Creating Agile Marketing Team
Creating a high-performing Agile marketing team does not happen by accident. Just like in the case of high performing sports teams, the senior management put a lot of effort into recruiting the right people with the right level of skill, experience, mindset, and personality compatibility with the rest of the team. The same applies to Agile marketing teams. Listed below are some of the things to consider when creating an Agile marketing team:
- Start with a detailed assessment of the skills gap within your team.
- Working in collaboration with the team, create a team working agreement.
- Define team roles and specific responsibilities for individuals within your team. Make sure everyone on the team understands the difference between a group and a team. Also, understand the importance of external stakeholders because marketing teams cannot be effective if they work in a vacuum.

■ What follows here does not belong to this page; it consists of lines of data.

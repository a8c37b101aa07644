use crate::aggregates::{build_aggregates, Aggregate, NodeFilter};
use crate::classify::EdgeClassifier;
use crate::distance::{self, js_edge_filter};
use crate::document::SnapshotDocument;
use crate::dominator::{DominatorTree, UserObjects};
use crate::error::{Result, SnapshotError};
use crate::flags::NodeFlags;
use crate::mark::{calculate_flags, verify_marks};
use crate::names::NameCache;
use crate::roots;
use crate::samples::{build_samples, Samples};
use crate::statistics::{calculate_statistics, Statistics};
use crate::store::SnapshotStore;
use crate::variant::{NodePredicate, SnapshotVariant};
use crate::view::{EdgeView, NodeView, RetainerEdgeView};
use once_cell::sync::OnceCell;
use std::collections::BTreeMap;
use std::path::Path;
use std::sync::Arc;
use std::time::Instant;

#[derive(Debug, Clone, Copy, Default, PartialEq, Eq)]
pub struct AnalysisOptions {
    /// Include engine internals (hidden nodes and edges, objects the page
    /// does not own) in listings and dominator computation.
    pub show_hidden_data: bool,
}

/// A JavaScript heap snapshot and everything derived from it.
///
/// The graph is immutable after construction. Flags, distances, the
/// dominator tree and statistics are computed on first use and cached for
/// the lifetime of the snapshot.
pub struct JsHeapSnapshot {
    store: SnapshotStore,
    options: AnalysisOptions,
    classifier: EdgeClassifier,
    flags: OnceCell<Vec<NodeFlags>>,
    distances: OnceCell<Vec<i32>>,
    dominator_tree: OnceCell<DominatorTree>,
    statistics: OnceCell<Statistics>,
    aggregates: OnceCell<BTreeMap<String, Aggregate>>,
    samples: OnceCell<Option<Samples>>,
    names: NameCache,
}

impl JsHeapSnapshot {
    pub fn from_document(doc: SnapshotDocument, options: AnalysisOptions) -> Result<JsHeapSnapshot> {
        let store = SnapshotStore::from_document(doc)?;
        let classifier = EdgeClassifier::new(store.layout(), options.show_hidden_data);
        Ok(JsHeapSnapshot {
            store,
            options,
            classifier,
            flags: OnceCell::new(),
            distances: OnceCell::new(),
            dominator_tree: OnceCell::new(),
            statistics: OnceCell::new(),
            aggregates: OnceCell::new(),
            samples: OnceCell::new(),
            names: NameCache::default(),
        })
    }

    pub fn from_path(path: impl AsRef<Path>, options: AnalysisOptions) -> Result<JsHeapSnapshot> {
        let path = path.as_ref();
        info!("Loading snapshot {}", path.display());
        let start = Instant::now();
        let doc = SnapshotDocument::from_path(path)?;
        info!("Parsed {} in {} ms", path.display(), start.elapsed().as_millis());
        Self::from_document(doc, options)
    }

    pub fn store(&self) -> &SnapshotStore {
        &self.store
    }

    pub fn options(&self) -> AnalysisOptions {
        self.options
    }

    pub fn classifier(&self) -> EdgeClassifier {
        self.classifier
    }

    pub fn node_count(&self) -> usize {
        self.store.node_count()
    }

    pub fn edge_count(&self) -> usize {
        self.store.edge_count()
    }

    /// View of the node at `node_index` (not ordinal).
    pub fn node_at(&self, node_index: usize) -> NodeView<'_> {
        NodeView::new(self, node_index)
    }

    pub fn root_node(&self) -> NodeView<'_> {
        self.node_at(self.store.root_node_index())
    }

    /// Force every derived field, checking the marking invariants on the
    /// way.
    pub fn analyze(&self) -> Result<&Statistics> {
        let start = Instant::now();
        if !verify_marks(self.flags()) {
            return Err(SnapshotError::Internal(
                "marking left transient markers behind".to_string(),
            ));
        }
        let statistics = self.get_statistics();
        info!(
            "Analyzed {} nodes and {} edges in {} ms",
            self.node_count(),
            self.edge_count(),
            start.elapsed().as_millis()
        );
        Ok(statistics)
    }

    pub fn flags(&self) -> &[NodeFlags] {
        self.flags.get_or_init(|| {
            info!("Marking nodes");
            let (flags, stats) = calculate_flags(&self.store, self.classifier);
            debug!("{:?}", stats);
            flags
        })
    }

    /// Distances from the roots, addressed by ordinal.
    pub fn calculate_distances(&self) -> &[i32] {
        self.distances.get_or_init(|| {
            info!("Calculating distances");
            let roots = |user_roots_only: bool, action: &mut dyn FnMut(usize)| {
                self.for_each_root(user_roots_only, &mut |node| action(node.node_index()))
            };
            distance::calculate_distances(&self.store, self.classifier, roots, |node_index, edge_index| {
                self.distance_filter(&self.node_at(node_index), &self.create_edge(edge_index))
            })
        })
    }

    pub fn dominator_tree(&self) -> &DominatorTree {
        self.dominator_tree.get_or_init(|| {
            info!("Building dominator tree");
            DominatorTree::build(&self.store, self.classifier, self.user_objects_map_and_flag())
        })
    }

    pub fn retained_sizes(&self) -> &[u64] {
        self.dominator_tree().retained_sizes()
    }

    /// Retained size of the root.
    pub fn total_size(&self) -> u64 {
        self.retained_sizes()[self.store.root_node_ordinal()]
    }

    pub fn get_statistics(&self) -> &Statistics {
        self.statistics.get_or_init(|| {
            info!("Calculating statistics");
            calculate_statistics(&self.store, self.calculate_distances(), self.total_size())
        })
    }

    pub fn get_samples(&self) -> Option<&Samples> {
        self.samples.get_or_init(|| build_samples(&self.store)).as_ref()
    }

    /// Class aggregates over every node the class filter admits.
    pub fn aggregates(&self) -> &BTreeMap<String, Aggregate> {
        self.aggregates.get_or_init(|| {
            info!("Building class aggregates");
            build_aggregates(self, &NodeFilter::default())
        })
    }

    pub fn aggregates_with_filter(&self, filter: &NodeFilter) -> BTreeMap<String, Aggregate> {
        if filter.is_all() {
            return self.aggregates().clone();
        }
        build_aggregates(self, filter)
    }

    pub(crate) fn cons_string_name(&self, node_index: usize) -> Arc<str> {
        self.names.get_or_resolve(&self.store, node_index)
    }

    /// Linear scan; ids are not indexed.
    pub fn node_for_id(&self, id: u32) -> Option<NodeView<'_>> {
        (0..self.node_count())
            .map(|ordinal| self.create_node(ordinal))
            .find(|node| node.id() == id)
    }

    pub fn node_class_name(&self, id: u32) -> Option<&str> {
        self.node_for_id(id).map(|node| node.class_name())
    }

    pub fn ids_of_objects_with_name(&self, name: &str) -> Vec<u32> {
        (0..self.node_count())
            .map(|ordinal| self.create_node(ordinal))
            .filter(|node| node.name() == name)
            .map(|node| node.id())
            .collect()
    }

    /// Outgoing edges a user can browse.
    pub fn containment_edges<'a>(&'a self, node: &NodeView<'a>) -> impl Iterator<Item = EdgeView<'a>> + 'a {
        let classifier = self.classifier;
        node.edges()
            .filter(move |edge| classifier.containment(edge.edge_type(), edge.node().node_type()))
    }

    /// Incoming edges that keep `node` alive.
    pub fn retaining_edges<'a>(
        &'a self,
        node: &NodeView<'a>,
    ) -> impl Iterator<Item = RetainerEdgeView<'a>> + 'a {
        let classifier = self.classifier;
        node.retainers().filter(move |retainer| {
            let retaining = retainer.node();
            classifier.retaining(
                retainer.edge().edge_type(),
                retaining.node_type(),
                retaining.is_root(),
            )
        })
    }
}

impl SnapshotVariant for JsHeapSnapshot {
    fn create_node(&self, ordinal: usize) -> NodeView<'_> {
        self.node_at(self.store.node_index(ordinal))
    }

    fn create_edge(&self, edge_index: usize) -> EdgeView<'_> {
        EdgeView::new(self, edge_index)
    }

    fn create_retaining_edge(&self, retainer_index: usize) -> RetainerEdgeView<'_> {
        RetainerEdgeView::new(self, retainer_index)
    }

    fn class_nodes_filter(&self) -> Option<NodePredicate<'_>> {
        let user_objects = self.user_objects_map_and_flag()?;
        Some(Box::new(move |node: &NodeView<'_>| {
            user_objects.map[node.ordinal()].intersects(user_objects.flag)
        }))
    }

    fn is_user_root(&self, node: &NodeView<'_>) -> bool {
        node.is_user_root() || node.is_document_dom_trees_root()
    }

    fn for_each_root(&self, user_roots_only: bool, action: &mut dyn FnMut(NodeView<'_>)) {
        roots::for_each_root(
            &self.store,
            user_roots_only,
            |node_index| self.is_user_root(&self.node_at(node_index)),
            |node_index| action(self.node_at(node_index)),
        )
    }

    fn user_objects_map_and_flag(&self) -> Option<UserObjects<'_>> {
        if self.options.show_hidden_data {
            return None;
        }
        Some(UserObjects {
            map: self.flags(),
            flag: NodeFlags::PAGE_OBJECT,
        })
    }

    fn distance_filter(&self, node: &NodeView<'_>, edge: &EdgeView<'_>) -> bool {
        js_edge_filter(&self.store, node.node_index(), edge.edge_index())
    }
}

- Work with individuals on the team to create individual and team goals that are aligned with the organization’s overall vision and objectives.
- Introduce team lifecycles. Teams must have milestone points to plan, execute and review their work. Just like in Agile frameworks like Scrum which split the team process into sprint planning, review, and retrospectives. These rituals and stages are important in creating high-performing Agile marketing teams.
- Introduce one-on-one training to encourage learning and development through skill transfer within the team (peer coaching).